Stored data
· · · ·

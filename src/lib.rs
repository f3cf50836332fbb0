//! Herald - wake word voice assistant front end
//!
//! This library provides the voice interaction loop:
//! - Wake word monitoring and listening state tracking
//! - Per-utterance language detection with a sticky override
//! - STT, command dispatch to a remote backend, TTS and playback
//! - An orchestrator that runs at most one pipeline at a time
//!
//! # Architecture
//!
//! ```text
//! ┌─────────────────────────────────────────────────────┐
//! │               Wake Word Monitor                      │
//! │        microphone  →  segment  →  STT match          │
//! └────────────────────┬────────────────────────────────┘
//!                      │ ACTIVE / STANDBY
//! ┌────────────────────▼────────────────────────────────┐
//! │               Voice Orchestrator                     │
//! │        session  │  state machine  │  stats           │
//! └────────────────────┬────────────────────────────────┘
//!                      │ one run per wake event
//! ┌────────────────────▼────────────────────────────────┐
//! │                   Pipeline                           │
//! │ capture → language → STT → dispatch → TTS → playback │
//! └─────────────────────────────────────────────────────┘
//! ```

pub mod config;
pub mod daemon;
pub mod dispatch;
pub mod error;
pub mod language;
pub mod orchestrator;
pub mod pipeline;
pub mod session;
pub mod stats;
pub mod voice;

pub use config::Config;
pub use daemon::Daemon;
pub use dispatch::{CommandDispatcher, DispatchFailure, DispatchReply, HttpCommandDispatcher};
pub use error::{Error, Result};
pub use language::{Language, ListeningState, ModelMode};
pub use orchestrator::{OrchestratorState, VoiceOrchestrator};
pub use pipeline::{Engines, Pipeline, PipelineOutcome, VoiceFault};
pub use session::Session;
pub use stats::StatsSnapshot;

· · · ·

Work task - Your reply should be an exact copy of every line from the line with "pub mod error;" through the final line of the data, and nothing more.

Written solution -
pub mod error;
pub mod language;
pub mod orchestrator;
pub mod pipeline;
pub mod session;
pub mod stats;
pub mod voice;

pub use config::Config;
pub use daemon::Daemon;
pub use dispatch::{CommandDispatcher, DispatchFailure, DispatchReply, HttpCommandDispatcher};
pub use error::{Error, Result};
pub use language::{Language, ListeningState, ModelMode};
pub use orchestrator::{OrchestratorState, VoiceOrchestrator};
pub use pipeline::{Engines, Pipeline, PipelineOutcome, VoiceFault};
pub use session::Session;
pub use stats::StatsSnapshot;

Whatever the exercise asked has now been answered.